### Problem
Give back exactly the lines of the entries below from the line with "if self.state != SrtpContextState::Fresh" to the line with "if master.master_key.len() != MASTER_KEY_LEN", inclusive, and only those.

++++ Data for this exercise ++++

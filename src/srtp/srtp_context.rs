use std::sync::Arc;

use aes::cipher::{KeyIvInit, StreamCipher};
use byteorder::{BigEndian, ByteOrder};
use hmac::Mac;

use crate::log::log_sink::LogSink;
use crate::srtp::constants::{
    AUTH_TAG_LEN, MASTER_KEY_LEN, MASTER_SALT_LEN, SRTCP_E_BIT, SRTCP_INDEX_LEN,
};
use crate::srtp::endpoint_keys::SrtpEndpointKeys;
use crate::srtp::replay_window::ReplayWindow;
use crate::srtp::session_keys::SessionKeys;
use crate::srtp::srtp_error::SrtpError;
use crate::srtp::utils::{
    Aes128Ctr, HmacSha1, compute_iv, constant_time_eq, derive_rtcp_keys, derive_rtp_keys,
};
use crate::{sink_trace, sink_warn};

/// Lifecycle of a cryptographic context.
#[derive(Debug, Clone, Copy, PartialEq, Eq)]
pub enum SrtpContextState {
    /// Holds master material, nothing derived yet.
    Fresh,
    /// Session keys derived, master material zeroed.
    Derived,
    /// Transforms allowed.
    Active,
    /// Keys wiped; the context is dead.
    Closed,
}

/// Per-direction SRTP/SRTCP context for a single SSRC
/// (AES-128-CM + HMAC-SHA1-80).
///
/// Single-writer by design: the owning peer's send loop or receive loop
/// is the only caller, so there is no internal locking.
pub struct SrtpContext {
    logger: Arc<dyn LogSink>,
    state: SrtpContextState,
    master: Option<SrtpEndpointKeys>,
    rtp_keys: Option<SessionKeys>,
    rtcp_keys: Option<SessionKeys>,
    // RTP stream state.
    roc: u32,
    last_seq: Option<u16>,
    replay: ReplayWindow,
    // RTCP stream state.
    rtcp_index: u32,
    rtcp_replay: ReplayWindow,
}

impl SrtpContext {
    /// A fresh context holding master material.
    #[must_use]
    pub fn new(logger: Arc<dyn LogSink>, master: SrtpEndpointKeys) -> Self {
        Self {
            logger,
            state: SrtpContextState::Fresh,
            master: Some(master),
            rtp_keys: None,
            rtcp_keys: None,
            roc: 0,
            last_seq: None,
            replay: ReplayWindow::new(),
            rtcp_index: 0,
            rtcp_replay: ReplayWindow::new(),
        }
    }

    /// Derives RTP and RTCP session keys and zeroes the master material.
    ///
    /// # Errors
    /// [`SrtpError::BadState`] unless the context is Fresh;
    /// [`SrtpError::BadKeyLength`] for malformed master material.
    pub fn derive_session_keys(&mut self) -> Result<(), SrtpError> {
        if self.state != SrtpContextState::Fresh {
            return Err(SrtpError::BadState);
        }
        let mut master = self.master.take().ok_or(SrtpError::BadState)?;
        if master.master_key.len() != MASTER_KEY_LEN || master.master_salt.len() != MASTER_SALT_LEN {
            self.master = Some(master);
            return Err(SrtpError::BadKeyLength);
        }

        self.rtp_keys = Some(derive_rtp_keys(&master));
        self.rtcp_keys = Some(derive_rtcp_keys(&master));
        master.zero();

        self.state = SrtpContextState::Derived;
        Ok(())
    }

    /// Arms the context for transforms.
    ///
    /// # Errors
    /// [`SrtpError::BadState`] unless the context is Derived.
    pub fn activate(&mut self) -> Result<(), SrtpError> {
        if self.state != SrtpContextState::Derived {
            return Err(SrtpError::BadState);
        }
        self.state = SrtpContextState::Active;
        Ok(())
    }

    /// Convenience: new + derive + activate in one step.
    ///
    /// # Errors
    /// See [`Self::derive_session_keys`].
    pub fn active(logger: Arc<dyn LogSink>, master: SrtpEndpointKeys) -> Result<Self, SrtpError> {
        let mut ctx = Self::new(logger, master);
        ctx.derive_session_keys()?;
        ctx.activate()?;
        Ok(ctx)
    }

    #[must_use]
    pub fn state(&self) -> SrtpContextState {
        self.state
    }

    /// Current rollover counter (sender side advances it on seq wrap).
    #[must_use]
    pub fn roc(&self) -> u32 {
        self.roc
    }

    /// Wipes all key material and closes the context.
    pub fn close(&mut self) {
        if let Some(master) = &mut self.master {
            master.zero();
        }
        self.master = None;
        if let Some(keys) = &mut self.rtp_keys {
            keys.zero();
        }
        if let Some(keys) = &mut self.rtcp_keys {
            keys.zero();
        }
        self.state = SrtpContextState::Closed;
    }

    /// Encrypts the payload of the RTP packet in place and appends the
    /// 10-byte auth tag. The header is authenticated but not encrypted.
    ///
    /// # Errors
    /// [`SrtpError::NotActive`] outside the Active state, or a structural
    /// error for malformed input.
    pub fn protect(&mut self, packet: &mut Vec<u8>) -> Result<(), SrtpError> {
        if self.state != SrtpContextState::Active {
            return Err(SrtpError::NotActive);
        }
        if packet.len() < 12 {
            return Err(SrtpError::TooShort);
        }

        let seq = BigEndian::read_u16(&packet[2..4]);
        let ssrc = BigEndian::read_u32(&packet[8..12]);

        // Sender-side ROC: the outbound counter is monotonic, so a drop
        // past zero is exactly the 0xFFFF -> 0x0000 wrap.
        if let Some(last) = self.last_seq {
            if seq < last && last.wrapping_sub(seq) > 0x8000 {
                self.roc = self.roc.wrapping_add(1);
            }
        }
        self.last_seq = Some(seq);

        let index = (u64::from(self.roc) << 16) | u64::from(seq);
        let header_len = rtp_header_len(packet)?;

        let keys = self.rtp_keys.as_ref().ok_or(SrtpError::NotActive)?;
        let iv = compute_iv(&keys.salt, ssrc, index);
        let mut cipher = Aes128Ctr::new(&keys.enc_key.into(), &iv.into());
        cipher.apply_keystream(&mut packet[header_len..]);

        let tag = rtp_tag(keys, packet, self.roc)?;
        packet.extend_from_slice(&tag);

        sink_trace!(
            self.logger,
            "[SRTP] protected ssrc={:#x} seq={} roc={} len={}",
            ssrc,
            seq,
            self.roc,
            packet.len()
        );
        Ok(())
    }

    /// Verifies and decrypts an SRTP packet in place, removing the tag.
    ///
    /// # Errors
    /// [`SrtpError::ReplayRejected`], [`SrtpError::AuthFailed`], or a
    /// structural error.
    pub fn unprotect(&mut self, packet: &mut Vec<u8>) -> Result<(), SrtpError> {
        if self.state != SrtpContextState::Active {
            return Err(SrtpError::NotActive);
        }
        if packet.len() < 12 + AUTH_TAG_LEN {
            return Err(SrtpError::TooShort);
        }

        let tag_start = packet.len() - AUTH_TAG_LEN;
        let (content, received_tag) = packet.split_at(tag_start);

        let seq = BigEndian::read_u16(&content[2..4]);
        let ssrc = BigEndian::read_u32(&content[8..12]);

        let roc = self.estimate_roc(seq);
        let index = (u64::from(roc) << 16) | u64::from(seq);

        if self.replay.is_replay(index) {
            sink_warn!(
                self.logger,
                "[SRTP] replay rejected ssrc={:#x} seq={} index={}",
                ssrc,
                seq,
                index
            );
            return Err(SrtpError::ReplayRejected);
        }

        let keys = self.rtp_keys.as_ref().ok_or(SrtpError::NotActive)?;
        let expected = rtp_tag(keys, content, roc)?;
        if !constant_time_eq(&expected, received_tag) {
            sink_warn!(
                self.logger,
                "[SRTP] auth failed ssrc={:#x} seq={} roc={}",
                ssrc,
                seq,
                roc
            );
            return Err(SrtpError::AuthFailed);
        }

        packet.truncate(tag_start);
        let header_len = rtp_header_len(packet)?;
        let iv = compute_iv(&keys.salt, ssrc, index);
        let mut cipher = Aes128Ctr::new(&keys.enc_key.into(), &iv.into());
        cipher.apply_keystream(&mut packet[header_len..]);

        self.roc = roc;
        self.last_seq = Some(seq);
        self.replay.record(index);
        Ok(())
    }

    /// Encrypts an RTCP packet in place (everything after the first 8
    /// bytes) and appends the E+index word and the auth tag.
    ///
    /// # Errors
    /// [`SrtpError::NotActive`] outside the Active state, or
    /// [`SrtpError::TooShort`].
    pub fn protect_rtcp(&mut self, packet: &mut Vec<u8>) -> Result<(), SrtpError> {
        if self.state != SrtpContextState::Active {
            return Err(SrtpError::NotActive);
        }
        if packet.len() < 8 {
            return Err(SrtpError::TooShort);
        }

        let ssrc = BigEndian::read_u32(&packet[4..8]);
        let index = self.rtcp_index;
        self.rtcp_index = (self.rtcp_index + 1) & 0x7FFF_FFFF;

        let keys = self.rtcp_keys.as_ref().ok_or(SrtpError::NotActive)?;
        let iv = compute_iv(&keys.salt, ssrc, u64::from(index));
        let mut cipher = Aes128Ctr::new(&keys.enc_key.into(), &iv.into());
        cipher.apply_keystream(&mut packet[8..]);

        packet.extend_from_slice(&(SRTCP_E_BIT | index).to_be_bytes());

        let mut mac =
            HmacSha1::new_from_slice(&keys.auth_key).map_err(|_| SrtpError::BadKeyLength)?;
        mac.update(packet);
        let full = mac.finalize().into_bytes();
        packet.extend_from_slice(&full[..AUTH_TAG_LEN]);
        Ok(())
    }

    /// Verifies and decrypts an SRTCP packet in place, removing the
    /// trailer. Returns the plain compound RTCP bytes in `packet`.
    ///
    /// # Errors
    /// [`SrtpError::ReplayRejected`], [`SrtpError::AuthFailed`], or a
    /// structural error.
    pub fn unprotect_rtcp(&mut self, packet: &mut Vec<u8>) -> Result<(), SrtpError> {
        if self.state != SrtpContextState::Active {
            return Err(SrtpError::NotActive);
        }
        if packet.len() < 8 + SRTCP_INDEX_LEN + AUTH_TAG_LEN {
            return Err(SrtpError::TooShort);
        }

        let tag_start = packet.len() - AUTH_TAG_LEN;
        let (content, received_tag) = packet.split_at(tag_start);
        let index_word = BigEndian::read_u32(&content[content.len() - SRTCP_INDEX_LEN..]);
        let encrypted = index_word & SRTCP_E_BIT != 0;
        let index = index_word & !SRTCP_E_BIT;

        if self.rtcp_replay.is_replay(u64::from(index)) {
            return Err(SrtpError::ReplayRejected);
        }

        let keys = self.rtcp_keys.as_ref().ok_or(SrtpError::NotActive)?;
        let mut mac =
            HmacSha1::new_from_slice(&keys.auth_key).map_err(|_| SrtpError::BadKeyLength)?;
        mac.update(content);
        let full = mac.finalize().into_bytes();
        if !constant_time_eq(&full[..AUTH_TAG_LEN], received_tag) {
            return Err(SrtpError::AuthFailed);
        }

        packet.truncate(tag_start - SRTCP_INDEX_LEN);
        if encrypted {
            let ssrc = BigEndian::read_u32(&packet[4..8]);
            let iv = compute_iv(&keys.salt, ssrc, u64::from(index));
            let mut cipher = Aes128Ctr::new(&keys.enc_key.into(), &iv.into());
            cipher.apply_keystream(&mut packet[8..]);
        }

        self.rtcp_replay.record(u64::from(index));
        Ok(())
    }

    /// RFC 3711 §3.3.1 rollover guess from the incoming sequence number.
    fn estimate_roc(&self, seq: u16) -> u32 {
        let Some(last) = self.last_seq else {
            return self.roc;
        };
        if last < 0x8000 {
            if i32::from(seq) - i32::from(last) > 0x8000 {
                self.roc.wrapping_sub(1)
            } else {
                self.roc
            }
        } else if i32::from(last) - 0x8000 > i32::from(seq) {
            self.roc.wrapping_add(1)
        } else {
            self.roc
        }
    }
}

/// Header length including CSRCs and extension; errors if it overruns.
fn rtp_header_len(packet: &[u8]) -> Result<usize, SrtpError> {
    if packet.len() < 12 {
        return Err(SrtpError::TooShort);
    }
    let vpxcc = packet[0];
    let cc = usize::from(vpxcc & 0x0F);
    let has_ext = (vpxcc & 0x10) != 0;

    let mut len = 12 + cc * 4;
    if has_ext {
        if packet.len() < len + 4 {
            return Err(SrtpError::BadHeader);
        }
        let ext_words = usize::from(BigEndian::read_u16(&packet[len + 2..len + 4]));
        len += 4 + ext_words * 4;
    }
    if packet.len() < len {
        return Err(SrtpError::BadHeader);
    }
    Ok(len)
}

/// HMAC-SHA1 over (packet ‖ ROC), truncated to 80 bits.
fn rtp_tag(keys: &SessionKeys, content: &[u8], roc: u32) -> Result<[u8; AUTH_TAG_LEN], SrtpError> {
    let mut mac = HmacSha1::new_from_slice(&keys.auth_key).map_err(|_| SrtpError::BadKeyLength)?;
    mac.update(content);
    mac.update(&roc.to_be_bytes());
    let full = mac.finalize().into_bytes();
    let mut tag = [0u8; AUTH_TAG_LEN];
    tag.copy_from_slice(&full[..AUTH_TAG_LEN]);
    Ok(tag)
}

++++

### Exercise answer
        if self.state != SrtpContextState::Fresh {
            return Err(SrtpError::BadState);
        }
        let mut master = self.master.take().ok_or(SrtpError::BadState)?;
        if master.master_key.len() != MASTER_KEY_LEN || master.master_salt.len() != MASTER_SALT_LEN {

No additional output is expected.